● **PROBLEM TO SOLVE**
The answer must be every line of the records below that contains the word "factor", copied out.

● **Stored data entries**
=-=-=
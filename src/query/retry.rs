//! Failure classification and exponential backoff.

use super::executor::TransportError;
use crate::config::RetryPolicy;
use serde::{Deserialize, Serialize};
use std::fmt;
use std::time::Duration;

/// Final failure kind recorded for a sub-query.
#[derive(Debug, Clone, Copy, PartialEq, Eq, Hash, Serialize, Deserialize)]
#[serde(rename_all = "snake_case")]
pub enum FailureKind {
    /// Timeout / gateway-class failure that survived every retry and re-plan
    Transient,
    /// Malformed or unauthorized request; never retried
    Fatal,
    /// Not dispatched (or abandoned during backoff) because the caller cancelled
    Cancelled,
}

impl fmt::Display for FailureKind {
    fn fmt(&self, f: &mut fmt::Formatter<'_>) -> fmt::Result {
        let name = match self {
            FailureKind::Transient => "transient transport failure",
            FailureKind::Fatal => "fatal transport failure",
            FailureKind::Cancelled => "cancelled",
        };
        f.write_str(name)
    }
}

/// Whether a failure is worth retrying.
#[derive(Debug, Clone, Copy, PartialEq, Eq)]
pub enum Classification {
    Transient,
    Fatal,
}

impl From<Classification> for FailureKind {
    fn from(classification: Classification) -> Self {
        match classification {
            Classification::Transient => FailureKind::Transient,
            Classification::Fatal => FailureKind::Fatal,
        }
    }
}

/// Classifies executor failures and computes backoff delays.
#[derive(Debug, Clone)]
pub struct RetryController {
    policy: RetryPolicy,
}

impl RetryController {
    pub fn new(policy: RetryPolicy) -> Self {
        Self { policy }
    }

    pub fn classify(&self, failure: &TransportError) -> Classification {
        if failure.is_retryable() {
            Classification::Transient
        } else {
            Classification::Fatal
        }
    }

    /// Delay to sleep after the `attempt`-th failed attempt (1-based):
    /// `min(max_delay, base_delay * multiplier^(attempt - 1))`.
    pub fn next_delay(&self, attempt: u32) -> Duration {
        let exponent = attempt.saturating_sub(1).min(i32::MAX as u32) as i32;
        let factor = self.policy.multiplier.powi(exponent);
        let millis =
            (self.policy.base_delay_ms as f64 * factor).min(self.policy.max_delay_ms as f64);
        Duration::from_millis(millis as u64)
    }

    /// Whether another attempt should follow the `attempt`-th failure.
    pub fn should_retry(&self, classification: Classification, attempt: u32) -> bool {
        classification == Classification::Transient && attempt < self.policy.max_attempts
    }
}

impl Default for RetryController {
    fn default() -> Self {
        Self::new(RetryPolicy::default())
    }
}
=-=-=
● **RESPONSE BELOW**
        let factor = self.policy.multiplier.powi(exponent);
            (self.policy.base_delay_ms as f64 * factor).min(self.policy.max_delay_ms as f64);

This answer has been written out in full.